Glycemic Index Chart

The glycemic index chart is an essential tool for all those who want to measure the levels of blood sugar in the body.
Glycemic Index Chart
The carbohydrates in the food we consume breaks down during digestion, releasing sugar (glucose) in the blood stream. This establishes the fact that the amount of carbohydrates in the foods we eat, determines the amount of blood sugar in the body. In 1981, Dr. David Jenkins and Thomas Wolever of the University of Toronto invented the glycemic index. The glycemic index measures the amount of carbohydrates in the foods, and classifies them as the following glycemic index chart;
  • Low GI ranging 55 and below
  • Medium GI ranging between 56-69
  • High GI ranging 70 and above
Of all the three classifications, a low glycemic index diet or GI diet, with a combination of small quantity of medium GI foods, is considered as healthy.

Glycemic Index Food Chart

The following chart contains the glycemic index for different food groups.

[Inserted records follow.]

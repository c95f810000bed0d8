#![doc = include_str!("../README.md")]
#![cfg_attr(docsrs, feature(doc_cfg, doc_auto_cfg))]
#![cfg_attr(not(test), warn(unused_crate_dependencies))]

#[macro_use]
extern crate tracing;

mod error;
pub use error::IngestError;

mod ingestor;
pub use ingestor::{IngestReport, Ingestor};

mod querier;
pub use querier::Querier;

mod retry;
pub use retry::RetryConfig;

mod stage;

#[cfg(test)]
mod test_utils;

#[cfg(feature = "metrics")]
mod metrics;
#[cfg(feature = "metrics")]
pub use crate::metrics::Metrics;
//! Error types for the document store.

use reqwest::StatusCode;
use thiserror::Error;
use url::Url;

/// An error talking to the document store.
#[derive(Debug, Error)]
pub enum StoreError {
    /// The HTTP client could not be constructed.
    #[error("failed to build HTTP client: {0}")]
    Build(#[source] reqwest::Error),
    /// The configured URL cannot have path segments appended.
    #[error("store URL {0} cannot be used as a base")]
    InvalidUrl(Url),
    /// The request did not complete.
    #[error("failed to reach document store: {0}")]
    Transport(#[source] reqwest::Error),
    /// The store answered with a non-success status.
    #[error("document store returned HTTP {status}: {body}")]
    Status {
        /// The HTTP status.
        status: StatusCode,
        /// The response body, for diagnostics.
        body: String,
    },
    /// The response body was not what the API documents.
    #[error("unexpected document store response: {0}")]
    Decode(#[source] serde_json::Error),
}

impl StoreError {
    /// Returns `true` if repeating the request may succeed.
    pub fn is_retryable(&self) -> bool {
        match self {
            Self::Transport(_) => true,
            Self::Status { status, .. } => {
                status.is_server_error() || *status == StatusCode::TOO_MANY_REQUESTS
            }
            Self::Build(_) | Self::InvalidUrl(_) | Self::Decode(_) => false,
        }
    }

    /// Returns `true` if the store refused to create an index that already exists.
    pub fn is_index_already_exists(&self) -> bool {
        matches!(
            self,
            Self::Status { status, body }
                if *status == StatusCode::BAD_REQUEST
                    && body.contains("resource_already_exists_exception")
        )
    }
}

/// An error making sure the block index exists.
///
/// Any of these aborts the ingestion attempt before a document is written.
#[derive(Debug, Error)]
pub enum SchemaError {
    /// The existence check failed.
    #[error("failed to check whether index {index:?} exists: {source}")]
    ExistenceCheck {
        /// The index name.
        index: String,
        /// The underlying store error.
        #[source]
        source: StoreError,
    },
    /// The create request failed.
    #[error("failed to create index {index:?}: {source}")]
    Create {
        /// The index name.
        index: String,
        /// The underlying store error.
        #[source]
        source: StoreError,
    },
    /// The store answered the create request without acknowledging it.
    #[error("creation of index {index:?} was not acknowledged")]
    NotAcknowledged {
        /// The index name.
        index: String,
    },
}

impl SchemaError {
    /// Returns `true` if repeating the operation may succeed.
    pub fn is_retryable(&self) -> bool {
        match self {
            Self::ExistenceCheck { source, .. } | Self::Create { source, .. } => {
                source.is_retryable()
            }
            Self::NotAcknowledged { .. } => false,
        }
    }
}

/// An error writing a block document.
#[derive(Debug, Error)]
pub enum WriteError {
    /// The block could not be serialized.
    #[error("failed to encode document {id:?} for index {index:?}: {source}")]
    Encode {
        /// The index name.
        index: String,
        /// The document id.
        id: String,
        /// The serialization error.
        #[source]
        source: serde_json::Error,
    },
    /// The store rejected the write or could not be reached.
    #[error("failed to write document {id:?} to index {index:?}: {source}")]
    Store {
        /// The index name.
        index: String,
        /// The document id.
        id: String,
        /// The underlying store error.
        #[source]
        source: StoreError,
    },
}

impl WriteError {
    /// Returns `true` if repeating the write may succeed.
    pub fn is_retryable(&self) -> bool {
        match self {
            Self::Encode { .. } => false,
            Self::Store { source, .. } => source.is_retryable(),
        }
    }
}

/// An error running a block query.
#[derive(Debug, Error)]
pub enum QueryError {
    /// The search request failed.
    #[error("search on {index:?} for {field} failed: {source}")]
    Store {
        /// The index name.
        index: String,
        /// The queried field.
        field: String,
        /// The underlying store error.
        #[source]
        source: StoreError,
    },
    /// A hit came back without its `_source`.
    #[error("hit {id:?} in index {index:?} has no source")]
    MissingSource {
        /// The index name.
        index: String,
        /// The document id.
        id: String,
    },
    /// A hit's `_source` is not a block document.
    #[error("hit {id:?} in index {index:?} is not a block document: {source}")]
    Decode {
        /// The index name.
        index: String,
        /// The document id.
        id: String,
        /// The decoding error.
        #[source]
        source: serde_json::Error,
    },
}

impl QueryError {
    /// Returns `true` if repeating the query may succeed.
    pub fn is_retryable(&self) -> bool {
        match self {
            Self::Store { source, .. } => source.is_retryable(),
            Self::MissingSource { .. } | Self::Decode { .. } => false,
        }
    }
}
//! Contains subcommands for blockdex.

mod ingest;
pub use ingest::IngestCommand;

mod query;
pub use query::QueryCommand;

use crate::flags::GlobalArgs;
use anyhow::{Context, Result};
use blockdex_ingest::{Ingestor, Querier, RetryConfig};
use blockdex_rpc::BlockSource;
use blockdex_store::{DocumentStore, ElasticConfig, ElasticStore};
use std::sync::Arc;

/// Connects to the document store and reports the cluster version.
pub(crate) async fn connect_store(args: &GlobalArgs) -> Result<Arc<ElasticStore>> {
    let store = ElasticStore::new(ElasticConfig::from(&args.store))?;
    let info = store
        .ping()
        .await
        .with_context(|| format!("document store at {} is unreachable", store.url()))?;
    tracing::info!(
        target: "store",
        url = %store.url(),
        cluster = %info.cluster_name,
        version = %info.version.number,
        "Connected to document store"
    );
    Ok(Arc::new(store))
}

/// Builds an [`Ingestor`] over `source` and `store` from the global flags.
pub(crate) fn ingestor(
    args: &GlobalArgs,
    source: Arc<dyn BlockSource>,
    store: Arc<dyn DocumentStore>,
) -> Ingestor {
    Ingestor::new(source, store, args.store.index.clone())
        .with_retry(RetryConfig::from(&args.retry))
        .with_index_settings(args.store.index_settings())
}

/// Builds a [`Querier`] over `store` from the global flags.
pub(crate) fn querier(args: &GlobalArgs, store: Arc<dyn DocumentStore>) -> Querier {
    Querier::new(store, args.store.index.clone()).with_retry(RetryConfig::from(&args.retry))
}
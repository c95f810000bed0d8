//! Global arguments for the CLI.

use super::{RetryArgs, StoreArgs};
use blockdex_cli::{LogArgs, MetricsArgs};
use clap::Parser;

/// Global arguments for the CLI.
#[derive(Parser, Clone, Debug)]
pub struct GlobalArgs {
    /// Logging arguments.
    #[command(flatten)]
    pub log_args: LogArgs,
    /// Document store arguments.
    #[command(flatten)]
    pub store: StoreArgs,
    /// Retry policy for network calls.
    #[command(flatten)]
    pub retry: RetryArgs,
    /// Prometheus CLI arguments.
    #[command(flatten)]
    pub metrics: MetricsArgs,
}

#[cfg(test)]
mod tests {
    use super::*;

    #[test]
    fn test_defaults() {
        let args = GlobalArgs::try_parse_from(["test"]).unwrap();
        assert_eq!(args.log_args.level, 0);
        assert_eq!(args.store.index, "block");
        assert_eq!(args.retry, RetryArgs::default());
        assert!(!args.metrics.enabled);
    }
}
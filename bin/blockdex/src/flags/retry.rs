//! Retry flags.

use blockdex_ingest::RetryConfig;
use clap::Parser;
use std::time::Duration;

/// Bounded exponential backoff for network calls.
#[derive(Parser, Clone, Debug, PartialEq, Eq)]
pub struct RetryArgs {
    /// Retries after the first attempt of a failed network call.
    #[arg(long = "retry.max", global = true, default_value_t = 3, env = "BLOCKDEX_RETRY_MAX")]
    pub max_retries: usize,
    /// Delay before the first retry, in milliseconds.
    #[arg(
        long = "retry.min-delay",
        global = true,
        default_value_t = 100,
        env = "BLOCKDEX_RETRY_MIN_DELAY"
    )]
    pub min_delay_ms: u64,
    /// Upper bound on any retry delay, in milliseconds.
    #[arg(
        long = "retry.max-delay",
        global = true,
        default_value_t = 2_000,
        env = "BLOCKDEX_RETRY_MAX_DELAY"
    )]
    pub max_delay_ms: u64,
}

impl Default for RetryArgs {
    fn default() -> Self {
        Self { max_retries: 3, min_delay_ms: 100, max_delay_ms: 2_000 }
    }
}

impl From<&RetryArgs> for RetryConfig {
    fn from(args: &RetryArgs) -> Self {
        Self {
            max_retries: args.max_retries,
            min_delay: Duration::from_millis(args.min_delay_ms),
            max_delay: Duration::from_millis(args.max_delay_ms),
        }
    }
}

#[cfg(test)]
mod tests {
    use super::*;

    #[test]
    fn test_cli_opts_into_library_default() {
        assert_eq!(RetryConfig::from(&RetryArgs::default()), RetryConfig::default());
        assert_ne!(RetryConfig::from(&RetryArgs::default()), RetryConfig::disabled());
    }

    #[test]
    fn test_retry_flags() {
        let args = RetryArgs::try_parse_from([
            "test",
            "--retry.max",
            "5",
            "--retry.min-delay",
            "10",
            "--retry.max-delay",
            "50",
        ])
        .unwrap();
        let config = RetryConfig::from(&args);
        assert_eq!(config.max_retries, 5);
        assert_eq!(config.min_delay, Duration::from_millis(10));
        assert_eq!(config.max_delay, Duration::from_millis(50));
    }
}
//! Background shell execution and the hand-off back to the session thread.
//!
//! - **dispatch**: single-threaded job queue with next-tick and timed jobs
//! - **command**: templated commands, remote transport wrapping, worker pool

pub mod command;
pub mod dispatch;

pub use command::{
    CommandBuilder, CommandError, CommandFailure, CommandHandle, CommandResult, CommandRunner,
    CommandSpec, render_template, wrap_remote,
};
pub use dispatch::{DispatchHandle, Dispatcher, Job, WorkToken};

The chart is useful in planning the amount of carbohydrates in our daily diet.

Glycemic Index of Fruits

List Classification Glycemic Index
Apples Low 38
Apricots Medium 57
Pears Low 38
Oranges Low 38
Grapes Low 46
Mangoes Medium 56
Pineapple Medium 66
Raisins Medium 64
Peaches Low 42
Bananas Low 54
Plums Low 39
Grapefruit Low 25
Cherries Low 25
Kiwi fruit Low 52
Papaya Medium 58
Watermelon High 72

Glycemic Index of Vegetables

List Classification Glycemic Index
Broccoli Low 10
Corn Low 55
Green peas Low 48
Pumpkin High 75
Mushroom Low 10
Yam Low 51
Sweet potato Low 54
Cabbage Low 10
Carrots Low 49
Onions Low 10
Beets Medium 69
Parsnip High 97
Lettuce Low 10
Red peppers Low 10
Potato, baked High 93
Tomato Low 15

Glycemic Index of Pasta

List Classification Glycemic Index
Spaghetti Low 41
Rice pasta High 92
Rice vermicelli Medium 58
Linguine Low 46
Macaroni Low 47
Fettuccini Low 32
Ravioli, meat filled Low 39
Macaroni cheese Medium 64
Capellini Low 45

Glycemic Index of Dairy Products

List Classification Glycemic Index
Milk, whole Low 27
Milk, fat free Low 32
Milk, skimmed Low 32
Yogurt low fat Low 14
Ice-cream, whole Medium 61
Ice-cream, low fat Low 50
Soy milk Low 31

Glycemic Index of Cereals and Grains

List Classification Glycemic Index
Barley Low 25
Millet High 71
Bulgar Low 48
Oatmeal Low 48
Basmati rice Medium 58
Couscous Medium 68
Cornmeal Medium 68
Buckwheat Low 54
Taco shells Medium 68
Muesli Medium 56

Glycemic Index of Beans

List Classification Glycemic Index
Lima beans Low 32
Red kidney beans Low 27
White beans Low 32
Black-eyed beans Low 41
Broad beans High 79
Pinto beans Low 39
Soybeans Low 18
Baked beans, tinned Low 48

Glycemic Index of Sugar

List Classification Glycemic Index
Fructose Low 53
Honey Medium 58
Lactose Low 46
Maltose High 105
Glucose High 100

All foods, raw, cooked, or preserved can be classified under the glycemic index chart. A combination of low and medium GI diets will reduce blood cholesterol levels and the risk of heart disease. It is mainly known to help diabetics bring diabetes under control and reduce sensitivity and dependability upon insulin. More than anything, like all good diets, a GI diet too helps one lead a healthier life.